Mi padre era de complexión atlética y le apasionaba el fútbol. Fue un hombre recto, intelectual y, moralmente hablando, no era religioso, pero tenía una fe que se derivaba, en gran parte, por el hecho de haber crecido en el seno de una familia católica. De arraigados principios, le horrorizaba llegar tarde a cualquier cita, en un país donde carece de importancia la puntualidad. Tengo que confesar que no he heredado de él esta virtud, pese a todos mis esfuerzos por enmendar esta falta. En el período etario, de 8 a 12 años, me animaba mucho en los estudios y llegó incluso a acompañarme, aprendiendo de memoria algunas lecciones que me daban en el colegio, principalmente las que versaban sobre la historia de nuestro país y, años más tarde, durante nuestras calurosas pláticas, me hacía jugosos comentarios sobre disímiles acontecimientos que él había vivido en Haití. En Nueva York, donde dio su último suspiro, era un placer verle charlar con algunos de mis mejores amigos. Todavía me acuerdo de sus enseñanzas y las he aprovechado mucho. No vacilaba en mostrarse firme cuando tenía que reprenderme y no puedo olvidar la vez que llegué de madrugada a casa, en pleno período de Navidad, tras haber bebido unas copas de más en una fiesta con unos compañeros.
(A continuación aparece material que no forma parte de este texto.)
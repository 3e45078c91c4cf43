//! Data-point representation for labeling functions.
//!
//! A [`Record`](Record) is a collection of named fields,
//! the only thing a labeling function is allowed to see.
//! Records are built directly, from `(name, value)` pairs,
//! or materialized from the rows of a `polars::DataFrame`.

pub(crate) mod field;
pub(crate) mod record_struct;


pub use field::FieldValue;
pub use record_struct::{Record, records_from_dataframe};
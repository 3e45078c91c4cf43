//! Defines `LfAnalysis`, the label matrix analyzer.
use polars::prelude::*;

use crate::error::{Result, WeakLabelError};
use crate::matrix::LabelMatrix;


/// Diagnostic statistics for a set of labeling functions,
/// computed from their label matrix alone
/// (plus optional gold labels for the empirical statistics).
///
/// All statistics are pure functions of the matrix:
/// calling them repeatedly yields identical results,
/// and every ratio with a structurally zero denominator is `0`,
/// never `NaN`.
///
/// # Example
/// ```
/// use weaklabel::prelude::*;
///
/// let labels = LabelMatrix::from_rows(vec![
///     vec![1, 0],
///     vec![1, 2],
///     vec![0, 0],
/// ]).unwrap();
///
/// let analysis = LfAnalysis::new(&labels);
/// assert_eq!(analysis.label_coverage(), 2.0 / 3.0);
/// assert_eq!(analysis.lf_coverages(), vec![2.0 / 3.0, 1.0 / 3.0]);
/// ```
pub struct LfAnalysis<'a> {
    labels: &'a LabelMatrix,

    // Per-row vote counts and conflict flags, computed once.
    votes_per_row: Vec<usize>,
    conflicted: Vec<bool>,
}


impl<'a> LfAnalysis<'a> {
    /// Prepares the analyzer for the given label matrix.
    pub fn new(labels: &'a LabelMatrix) -> Self {
        let votes_per_row = labels.rows()
            .map(|row| row.iter().filter(|&&v| v > 0).count())
            .collect::<Vec<_>>();

        let conflicted = labels.rows()
            .map(|row| {
                let mut it = row.iter().filter(|&&v| v > 0);
                match it.next() {
                    Some(first) => it.any(|v| v != first),
                    None => false,
                }
            })
            .collect::<Vec<_>>();

        Self { labels, votes_per_row, conflicted }
    }


    /// Fraction of data points with at least one non-abstain vote.
    pub fn label_coverage(&self) -> f64 {
        let n = self.votes_per_row.len();
        let covered = self.votes_per_row.iter().filter(|&&c| c > 0).count();
        covered as f64 / n as f64
    }


    /// Fraction of data points where at least two functions vote.
    pub fn label_overlap(&self) -> f64 {
        let n = self.votes_per_row.len();
        let overlapped = self.votes_per_row.iter().filter(|&&c| c > 1).count();
        overlapped as f64 / n as f64
    }


    /// Fraction of data points where at least two functions vote
    /// with different non-abstain labels.
    pub fn label_conflict(&self) -> f64 {
        let n = self.conflicted.len();
        let conflicted = self.conflicted.iter().filter(|&&c| c).count();
        conflicted as f64 / n as f64
    }


    /// Per-function sorted sets of the distinct non-abstain labels
    /// ever emitted.
    pub fn lf_polarities(&self) -> Vec<Vec<i64>> {
        let (_, m) = self.labels.shape();
        (0..m).map(|j| {
                let mut labels = self.labels.column(j);
                labels.retain(|&v| v > 0);
                labels.sort_unstable();
                labels.dedup();
                labels
            })
            .collect()
    }


    /// Per-function fraction of data points labeled.
    pub fn lf_coverages(&self) -> Vec<f64> {
        let (n, m) = self.labels.shape();
        (0..m).map(|j| {
                let votes = (0..n)
                    .filter(|&i| self.labels.get(i, j) > 0)
                    .count();
                votes as f64 / n as f64
            })
            .collect()
    }


    /// Per-function fraction of data points where the function voted
    /// and at least one other function voted too.
    /// With `normalize_by_coverage`, the fraction is taken over the
    /// points the function labeled instead of all points.
    pub fn lf_overlaps(&self, normalize_by_coverage: bool) -> Vec<f64> {
        let (n, m) = self.labels.shape();
        (0..m).map(|j| {
                let mut voted = 0_usize;
                let mut overlapped = 0_usize;
                for i in 0..n {
                    if self.labels.get(i, j) > 0 {
                        voted += 1;
                        if self.votes_per_row[i] > 1 {
                            overlapped += 1;
                        }
                    }
                }
                let denom = if normalize_by_coverage { voted } else { n };
                ratio(overlapped, denom)
            })
            .collect()
    }


    /// Per-function fraction of data points where the function voted
    /// on a point with conflicting non-abstain labels.
    /// With `normalize_by_overlaps`, the fraction is taken over the
    /// points where the function overlapped instead of all points.
    pub fn lf_conflicts(&self, normalize_by_overlaps: bool) -> Vec<f64> {
        let (n, m) = self.labels.shape();
        (0..m).map(|j| {
                let mut overlapped = 0_usize;
                let mut conflicted = 0_usize;
                for i in 0..n {
                    if self.labels.get(i, j) > 0 {
                        if self.votes_per_row[i] > 1 {
                            overlapped += 1;
                        }
                        if self.conflicted[i] {
                            conflicted += 1;
                        }
                    }
                }
                let denom = if normalize_by_overlaps { overlapped } else { n };
                ratio(conflicted, denom)
            })
            .collect()
    }


    /// Per-function counts of non-abstain votes matching and
    /// missing the gold labels.
    ///
    /// Gold labels must be `1`-indexed class ids, one per data point;
    /// anything else is an invalid-label-matrix error.
    pub fn lf_correct_incorrect(&self, golds: &[i64])
        -> Result<(Vec<usize>, Vec<usize>)>
    {
        self.validated_golds(golds, None)?;
        let (n, m) = self.labels.shape();
        let mut correct = vec![0; m];
        let mut incorrect = vec![0; m];
        for i in 0..n {
            for j in 0..m {
                let vote = self.labels.get(i, j);
                if vote > 0 {
                    if vote == golds[i] {
                        correct[j] += 1;
                    } else {
                        incorrect[j] += 1;
                    }
                }
            }
        }
        Ok((correct, incorrect))
    }


    /// Per-function empirical accuracy against gold labels,
    /// restricted to the points the function labeled.
    pub fn lf_empirical_accuracies(&self, golds: &[i64]) -> Result<Vec<f64>> {
        let (correct, incorrect) = self.lf_correct_incorrect(golds)?;
        let accuracies = correct.into_iter()
            .zip(incorrect)
            .map(|(c, w)| ratio(c, c + w))
            .collect();
        Ok(accuracies)
    }


    /// Per-function empirical conditional probability tables.
    ///
    /// For each function the table is `cardinality × (cardinality + 1)`:
    /// entry `[true_class - 1][vote]` is the empirical probability of
    /// emitting `vote` (`0` = abstain) on points of that true class.
    /// Each row sums to `1` when its class occurs in `golds`.
    /// Gold labels outside `1..=cardinality` are rejected.
    pub fn lf_empirical_probs(&self, golds: &[i64], cardinality: usize)
        -> Result<Vec<Vec<Vec<f64>>>>
    {
        self.validated_golds(golds, Some(cardinality))?;
        let (n, m) = self.labels.shape();

        let mut class_counts = vec![0_usize; cardinality];
        for &y in golds {
            class_counts[y as usize - 1] += 1;
        }

        let tables = (0..m).map(|j| {
                let mut table = vec![vec![0.0; cardinality + 1]; cardinality];
                for i in 0..n {
                    let vote = self.labels.get(i, j) as usize;
                    let truth = golds[i] as usize - 1;
                    table[truth][vote] += 1.0;
                }
                for (row, &count) in table.iter_mut().zip(&class_counts) {
                    if count > 0 {
                        row.iter_mut()
                            .for_each(|p| { *p /= count as f64; });
                    }
                }
                table
            })
            .collect();
        Ok(tables)
    }


    /// A single summary table, one row per labeling function:
    /// polarity, coverage, overlaps, conflicts, and, when gold labels
    /// are supplied, correct/incorrect counts and empirical accuracy.
    /// Externally estimated accuracies appear as a `Learned Acc.` column.
    ///
    /// Rows follow definition order; `lf_names` relabels them.
    pub fn lf_summary(
        &self,
        golds: Option<&[i64]>,
        lf_names: Option<&[&str]>,
        est_accs: Option<&[f64]>,
    ) -> Result<DataFrame>
    {
        let (_, m) = self.labels.shape();
        if let Some(golds) = golds {
            self.validated_golds(golds, None)?;
        }

        let polarities = self.lf_polarities()
            .into_iter()
            .map(|labels| {
                let inner = labels.iter()
                    .map(|l| l.to_string())
                    .collect::<Vec<_>>()
                    .join(", ");
                format!("[{inner}]")
            })
            .collect::<Vec<_>>();

        let mut columns = vec![
            Series::new("j", (0..m as u32).collect::<Vec<_>>()),
            Series::new("Polarity", polarities),
            Series::new("Coverage", self.lf_coverages()),
            Series::new("Overlaps", self.lf_overlaps(false)),
            Series::new("Conflicts", self.lf_conflicts(false)),
        ];

        if let Some(names) = lf_names {
            let names = names.iter()
                .map(|s| s.to_string())
                .collect::<Vec<_>>();
            columns.insert(0, Series::new("LF", names));
        }

        if let Some(golds) = golds {
            let (correct, incorrect) = self.lf_correct_incorrect(golds)?;
            let correct = correct.into_iter()
                .map(|c| c as u32)
                .collect::<Vec<_>>();
            let incorrect = incorrect.into_iter()
                .map(|c| c as u32)
                .collect::<Vec<_>>();
            columns.push(Series::new("Correct", correct));
            columns.push(Series::new("Incorrect", incorrect));
            columns.push(
                Series::new("Emp. Acc.", self.lf_empirical_accuracies(golds)?)
            );
        }

        if let Some(est_accs) = est_accs {
            columns.push(Series::new("Learned Acc.", est_accs.to_vec()));
        }

        let summary = DataFrame::new(columns)?;
        Ok(summary)
    }


    /// Gold labels are `1`-indexed class ids, one per data point.
    /// `0` is not a class here; abstain is a vote value, never a truth.
    fn validated_golds(&self, golds: &[i64], cardinality: Option<usize>)
        -> Result<()>
    {
        let (n, _) = self.labels.shape();
        if golds.len() != n {
            let msg = format!(
                "expected {n} gold labels, got {}", golds.len(),
            );
            return Err(WeakLabelError::InvalidLabelMatrix(msg));
        }
        if let Some(&bad) = golds.iter().find(|&&y| y < 1) {
            let msg = format!(
                "gold label {bad} is not a valid class; \
                 gold labels must be in {{1, ..., k}}"
            );
            return Err(WeakLabelError::InvalidLabelMatrix(msg));
        }
        if let Some(k) = cardinality {
            if let Some(&bad) = golds.iter().find(|&&y| y > k as i64) {
                let msg = format!(
                    "gold label {bad} exceeds cardinality {k}"
                );
                return Err(WeakLabelError::InvalidLabelMatrix(msg));
            }
        }
        Ok(())
    }
}


/// `0` whenever the denominator is structurally zero.
fn ratio(num: usize, denom: usize) -> f64 {
    if denom == 0 {
        0.0
    } else {
        num as f64 / denom as f64
    }
}
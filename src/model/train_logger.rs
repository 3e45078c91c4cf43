use colored::Colorize;


/// Prints training progress every `log_every` epochs.
pub(crate) struct TrainLogger {
    log_every: usize,
    enabled: bool,
}


impl TrainLogger {
    pub(crate) fn new(log_every: usize, enabled: bool) -> Self {
        Self { log_every: log_every.max(1), enabled }
    }


    pub(crate) fn log(&self, epoch: usize, loss: f64) {
        if !self.enabled || epoch % self.log_every != 0 {
            return;
        }
        let header = format!("[epoch {epoch:>5}]").bold();
        let loss = format!("loss = {loss:.6}").green();
        println!("{header} {loss}");
    }


    pub(crate) fn finish(&self, epoch: usize, loss: f64) {
        if !self.enabled {
            return;
        }
        let header = "[  done  ]".bold();
        let body = format!("epoch = {epoch}, loss = {loss:.6}").cyan();
        println!("{header} {body}");
    }
}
Este día sufrí una resaca y no pude comer la sopa matutina que mi madre había cocinado. “Tienes que dejar esa costumbre, en mi casa no se bebe”, me dijo perentoriamente, vituperando mi actitud con todo el acierto de su autoridad, una seria advertencia que contó con el apoyo de mi madre. Era una persona sobria y le he visto beber en muy contadas y señaladas ocasiones.
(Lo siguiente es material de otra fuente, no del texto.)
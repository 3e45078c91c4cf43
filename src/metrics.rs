//! Scoring predictions against gold labels.
//!
//! [`metric_score`](metric_score) is the single entry point:
//! it filters ignored labels, dispatches to the registry of named
//! metrics, and hands each metric exactly the inputs it declares.

pub(crate) mod score;
pub(crate) mod convert;


pub use score::{metric_score, Metric, MetricInput, MetricParams};
pub use convert::{
    filter_labels,
    prob_to_pred,
    pred_to_prob,
    convert_labels,
    LabelConvention,
};
//! Defines some common functions used in this library.

/// Defines some useful functions such as dense matrix products.
pub(crate) mod utils;
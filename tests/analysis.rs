use weaklabel::prelude::*;


/// Tests for `LfAnalysis` over a fixed six-point,
/// six-function label matrix with three classes.
#[cfg(test)]
pub mod analysis_tests {
    use super::*;

    fn labels() -> LabelMatrix {
        LabelMatrix::from_rows(vec![
            vec![0, 0, 1, 0, 0, 1],
            vec![0, 0, 0, 3, 0, 0],
            vec![3, 0, 0, 0, 0, 1],
            vec![2, 0, 3, 0, 1, 1],
            vec![0, 0, 0, 0, 0, 0],
            vec![2, 0, 1, 3, 2, 1],
        ]).unwrap()
    }

    const GOLDS: [i64; 6] = [1, 2, 3, 1, 2, 3];

    fn assert_close(got: &[f64], want: &[f64]) {
        assert_eq!(got.len(), want.len());
        for (g, w) in got.iter().zip(want) {
            assert!((g - w).abs() < 1e-12, "got {g}, want {w}");
        }
    }


    #[test]
    fn matrix_level_statistics() {
        let labels = labels();
        let analysis = LfAnalysis::new(&labels);

        assert!((analysis.label_coverage() - 5.0 / 6.0).abs() < 1e-12);
        assert!((analysis.label_overlap() - 4.0 / 6.0).abs() < 1e-12);
        assert!((analysis.label_conflict() - 3.0 / 6.0).abs() < 1e-12);
    }


    #[test]
    fn polarities() {
        let labels = labels();
        let analysis = LfAnalysis::new(&labels);

        let expected: Vec<Vec<i64>> = vec![
            vec![2, 3],
            vec![],
            vec![1, 3],
            vec![3],
            vec![1, 2],
            vec![1],
        ];
        assert_eq!(analysis.lf_polarities(), expected);
    }


    #[test]
    fn coverages() {
        let labels = labels();
        let analysis = LfAnalysis::new(&labels);

        let sixths = [3.0, 0.0, 3.0, 2.0, 2.0, 4.0]
            .map(|c| c / 6.0);
        assert_close(&analysis.lf_coverages(), &sixths);
    }


    #[test]
    fn overlaps() {
        let labels = labels();
        let analysis = LfAnalysis::new(&labels);

        let sixths = [3.0, 0.0, 3.0, 1.0, 2.0, 4.0]
            .map(|c| c / 6.0);
        assert_close(&analysis.lf_overlaps(false), &sixths);

        // Normalizing by coverage never divides by zero;
        // the uncovered function reports 0.
        let by_coverage = [1.0, 0.0, 1.0, 0.5, 1.0, 1.0];
        assert_close(&analysis.lf_overlaps(true), &by_coverage);
    }


    #[test]
    fn conflicts() {
        let labels = labels();
        let analysis = LfAnalysis::new(&labels);

        let sixths = [3.0, 0.0, 2.0, 1.0, 2.0, 3.0]
            .map(|c| c / 6.0);
        assert_close(&analysis.lf_conflicts(false), &sixths);

        let by_overlaps = [1.0, 0.0, 2.0 / 3.0, 1.0, 1.0, 3.0 / 4.0];
        assert_close(&analysis.lf_conflicts(true), &by_overlaps);
    }


    #[test]
    fn empirical_accuracy() {
        let labels = labels();
        let analysis = LfAnalysis::new(&labels);

        let (correct, incorrect) = analysis.lf_correct_incorrect(&GOLDS).unwrap();
        assert_eq!(correct, vec![1, 0, 1, 1, 1, 2]);
        assert_eq!(incorrect, vec![2, 0, 2, 1, 1, 2]);

        let accs = [1.0 / 3.0, 0.0, 1.0 / 3.0, 0.5, 0.5, 0.5];
        assert_close(&analysis.lf_empirical_accuracies(&GOLDS).unwrap(), &accs);
    }


    #[test]
    fn empirical_probs() {
        let labels = labels();
        let analysis = LfAnalysis::new(&labels);

        let tables = analysis.lf_empirical_probs(&GOLDS, 3).unwrap();
        assert_eq!(tables.len(), 6);

        // Function 0 votes [0, 0, 3, 2, 0, 2] over
        // true classes [1, 2, 3, 1, 2, 3].
        assert_close(&tables[0][0], &[0.5, 0.0, 0.5, 0.0]);
        assert_close(&tables[0][1], &[1.0, 0.0, 0.0, 0.0]);
        assert_close(&tables[0][2], &[0.0, 0.0, 0.5, 0.5]);

        // Function 5 always votes 1 when it votes at all.
        assert_close(&tables[5][0], &[0.0, 1.0, 0.0, 0.0]);
        assert_close(&tables[5][1], &[1.0, 0.0, 0.0, 0.0]);
        assert_close(&tables[5][2], &[0.0, 1.0, 0.0, 0.0]);

        // Each row is a distribution over {abstain} ∪ classes.
        for table in &tables {
            for row in table {
                let total = row.iter().sum::<f64>();
                assert!((total - 1.0).abs() < 1e-12);
            }
        }
    }


    #[test]
    fn summary_without_golds() {
        let labels = labels();
        let analysis = LfAnalysis::new(&labels);

        let summary = analysis.lf_summary(None, None, None).unwrap();
        assert_eq!(summary.shape(), (6, 5));

        let polarity = summary.column("Polarity").unwrap()
            .utf8()
            .unwrap();
        assert_eq!(polarity.get(0).unwrap(), "[2, 3]");
        assert_eq!(polarity.get(1).unwrap(), "[]");

        let coverage = summary.column("Coverage").unwrap()
            .f64()
            .unwrap();
        assert!((coverage.get(5).unwrap() - 4.0 / 6.0).abs() < 1e-12);
    }


    #[test]
    fn summary_with_golds_and_estimates() {
        let labels = labels();
        let analysis = LfAnalysis::new(&labels);

        let names = ["a", "b", "c", "d", "e", "f"];
        let learned = [0.4, 0.5, 0.6, 0.7, 0.8, 0.9];
        let summary = analysis
            .lf_summary(Some(&GOLDS), Some(&names), Some(&learned))
            .unwrap();

        assert_eq!(summary.shape(), (6, 10));
        assert_eq!(
            summary.get_column_names(),
            vec![
                "LF", "j", "Polarity", "Coverage", "Overlaps", "Conflicts",
                "Correct", "Incorrect", "Emp. Acc.", "Learned Acc.",
            ],
        );

        let correct = summary.column("Correct").unwrap()
            .u32()
            .unwrap();
        assert_eq!(correct.get(5).unwrap(), 2);

        let emp_acc = summary.column("Emp. Acc.").unwrap()
            .f64()
            .unwrap();
        assert!((emp_acc.get(0).unwrap() - 1.0 / 3.0).abs() < 1e-12);
    }


    #[test]
    fn abstain_valued_golds_are_rejected() {
        let labels = LabelMatrix::from_rows(vec![
            vec![1, 0],
            vec![0, 2],
        ]).unwrap();
        let analysis = LfAnalysis::new(&labels);

        // `0` marks abstaining votes, never a true class.
        let golds = [0, 1];
        let err = analysis.lf_correct_incorrect(&golds);
        assert!(matches!(err, Err(WeakLabelError::InvalidLabelMatrix(_))));
        let err = analysis.lf_empirical_accuracies(&golds);
        assert!(matches!(err, Err(WeakLabelError::InvalidLabelMatrix(_))));
        let err = analysis.lf_empirical_probs(&golds, 2);
        assert!(matches!(err, Err(WeakLabelError::InvalidLabelMatrix(_))));
        let err = analysis.lf_summary(Some(&golds), None, None);
        assert!(matches!(err, Err(WeakLabelError::InvalidLabelMatrix(_))));

        // So is a class id beyond the declared cardinality.
        let too_big = [1, 3];
        let err = analysis.lf_empirical_probs(&too_big, 2);
        assert!(matches!(err, Err(WeakLabelError::InvalidLabelMatrix(_))));
    }


    #[test]
    fn summary_rejects_misaligned_golds() {
        let labels = labels();
        let analysis = LfAnalysis::new(&labels);

        let too_short = [1, 2, 3];
        let err = analysis.lf_summary(Some(&too_short), None, None);
        assert!(matches!(err, Err(WeakLabelError::InvalidLabelMatrix(_))));
    }


    #[test]
    fn statistics_are_deterministic() {
        let labels = labels();
        let analysis = LfAnalysis::new(&labels);

        assert_eq!(analysis.lf_coverages(), analysis.lf_coverages());
        assert_eq!(analysis.lf_conflicts(true), analysis.lf_conflicts(true));
        assert_eq!(
            analysis.lf_empirical_accuracies(&GOLDS).unwrap(),
            analysis.lf_empirical_accuracies(&GOLDS).unwrap(),
        );
    }
}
De su personalidad, de la cual me siento infinitamente orgulloso, me gustaría destacar que no se dejaba amilanar fácilmente. Uno de los episodios más arriesgados que involuntariamente vivió, siendo funcionario de la compañía telefónica estatal, fue cuando llamó un día Papa Doc, François Duvalier, y le dijo que escuchara la conversación que mantenían por teléfono dos miembros de su gobierno. Él no cumplió con la petición y fue a decirlo al director de la Empresa con quién mantenía una buena relación. Este se echó las manos en la cabeza, señal de lo delicada y atrevida que le resultaba la situación y preguntó a mi padre: “¿Qué le vamos a decir?” Él no supo qué contestar y tampoco conoció lo que ocurrió. Lo importante es que tanto mi padre como el director no sufrieron ninguna sanción o represalia. Un hecho de esta naturaleza podría ser considerado por el dictador como un acto de desobediencia, pudiendo haberle costado la vida a mi padre y quizás a nuestra familia, pero él tuvo la valentía de elegir la opción que le parecía cabal, en vez de actuar como un soplón. Se definía como apolítico, pero se manifestó siempre en contra de las injusticias.
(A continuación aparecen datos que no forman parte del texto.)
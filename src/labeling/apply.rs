//! Appliers: the execution backends that turn labeling functions
//! and a collection of data points into a label matrix.
use polars::prelude::*;
use rayon::prelude::*;

use crate::error::Result;
use crate::matrix::LabelMatrix;
use crate::record::{records_from_dataframe, Record};
use super::lf::LabelingFunction;


/// Per-run side-channel counts collected while applying
/// labeling functions.
#[derive(Debug, Clone, PartialEq, Eq)]
pub struct ApplyDiagnostics {
    failures: Vec<usize>,
}


impl ApplyDiagnostics {
    fn new(n_lf: usize) -> Self {
        Self { failures: vec![0; n_lf] }
    }


    fn merge(mut self, other: Self) -> Self {
        self.failures.iter_mut()
            .zip(other.failures)
            .for_each(|(a, b)| { *a += b; });
        self
    }


    /// Number of body failures recovered to abstain,
    /// per labeling function in definition order.
    pub fn failures(&self) -> &[usize] {
        &self.failures
    }
}


/// An execution backend for labeling functions.
///
/// Every implementation must produce a bit-identical label matrix
/// for the same labeling functions and data ordering;
/// only the row-materialization strategy differs.
pub trait LfApplier {
    /// Applies the given labeling functions to every data point,
    /// producing the label matrix and its diagnostics.
    fn apply(&self, lfs: &[LabelingFunction])
        -> Result<(LabelMatrix, ApplyDiagnostics)>;
}


/// Labels one record with every labeling function in order.
fn label_record(
    lfs: &[LabelingFunction],
    x: &Record,
) -> Result<(Vec<i64>, Vec<usize>)>
{
    let mut row = Vec::with_capacity(lfs.len());
    let mut failures = vec![0; lfs.len()];
    for (j, lf) in lfs.iter().enumerate() {
        let (label, failed) = lf.label_counted(x)?;
        if failed {
            failures[j] += 1;
        }
        row.push(label);
    }
    Ok((row, failures))
}


fn merge_rows(
    n_lf: usize,
    labeled: Vec<(Vec<i64>, Vec<usize>)>,
) -> Result<(LabelMatrix, ApplyDiagnostics)>
{
    let mut diagnostics = ApplyDiagnostics::new(n_lf);
    let mut rows = Vec::with_capacity(labeled.len());
    for (row, failures) in labeled {
        diagnostics = diagnostics.merge(ApplyDiagnostics { failures });
        rows.push(row);
    }
    let matrix = LabelMatrix::from_rows(rows)?;
    Ok((matrix, diagnostics))
}


/// Applies labeling functions by in-memory sequential iteration.
pub struct SequentialApplier<'a> {
    records: &'a [Record],
}


impl<'a> SequentialApplier<'a> {
    /// Creates an applier over the given records.
    pub fn new(records: &'a [Record]) -> Self {
        Self { records }
    }
}


impl LfApplier for SequentialApplier<'_> {
    fn apply(&self, lfs: &[LabelingFunction])
        -> Result<(LabelMatrix, ApplyDiagnostics)>
    {
        let labeled = self.records.iter()
            .map(|x| label_record(lfs, x))
            .collect::<Result<Vec<_>>>()?;
        merge_rows(lfs.len(), labeled)
    }
}


/// Applies labeling functions row-partitioned over a thread pool.
///
/// Output is identical to [`SequentialApplier`](SequentialApplier);
/// rows share no mutable state beyond the preprocessor caches,
/// which are safe for concurrent use.
pub struct ParallelApplier<'a> {
    records: &'a [Record],
}


impl<'a> ParallelApplier<'a> {
    /// Creates an applier over the given records.
    pub fn new(records: &'a [Record]) -> Self {
        Self { records }
    }
}


impl LfApplier for ParallelApplier<'_> {
    fn apply(&self, lfs: &[LabelingFunction])
        -> Result<(LabelMatrix, ApplyDiagnostics)>
    {
        let labeled = self.records.par_iter()
            .map(|x| label_record(lfs, x))
            .collect::<Result<Vec<_>>>()?;
        merge_rows(lfs.len(), labeled)
    }
}


/// Applies labeling functions over the rows of a `polars::DataFrame`.
pub struct DataFrameApplier<'a> {
    data: &'a DataFrame,
}


impl<'a> DataFrameApplier<'a> {
    /// Creates an applier over the given DataFrame.
    pub fn new(data: &'a DataFrame) -> Self {
        Self { data }
    }
}


impl LfApplier for DataFrameApplier<'_> {
    fn apply(&self, lfs: &[LabelingFunction])
        -> Result<(LabelMatrix, ApplyDiagnostics)>
    {
        let records = records_from_dataframe(self.data)?;
        SequentialApplier::new(&records).apply(lfs)
    }
}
Llevo días pensando en mi padre y a veces me pregunto cual sería su parecer acerca del estado actual de Haití: un país degradado, humillado, sin perspectivas de un futuro mejor, arruinado, un pueblo exhausto y con muchos de sus hijos dispersos a través del mundo, sin dejar de lado el dantesco asesinato de Jovenel Moïse. Le echo de menos; sé que tendríamos mucho que decirnos y me guiaría y me ayudaría en muchas de mis decisiones. Porque era mi brújula.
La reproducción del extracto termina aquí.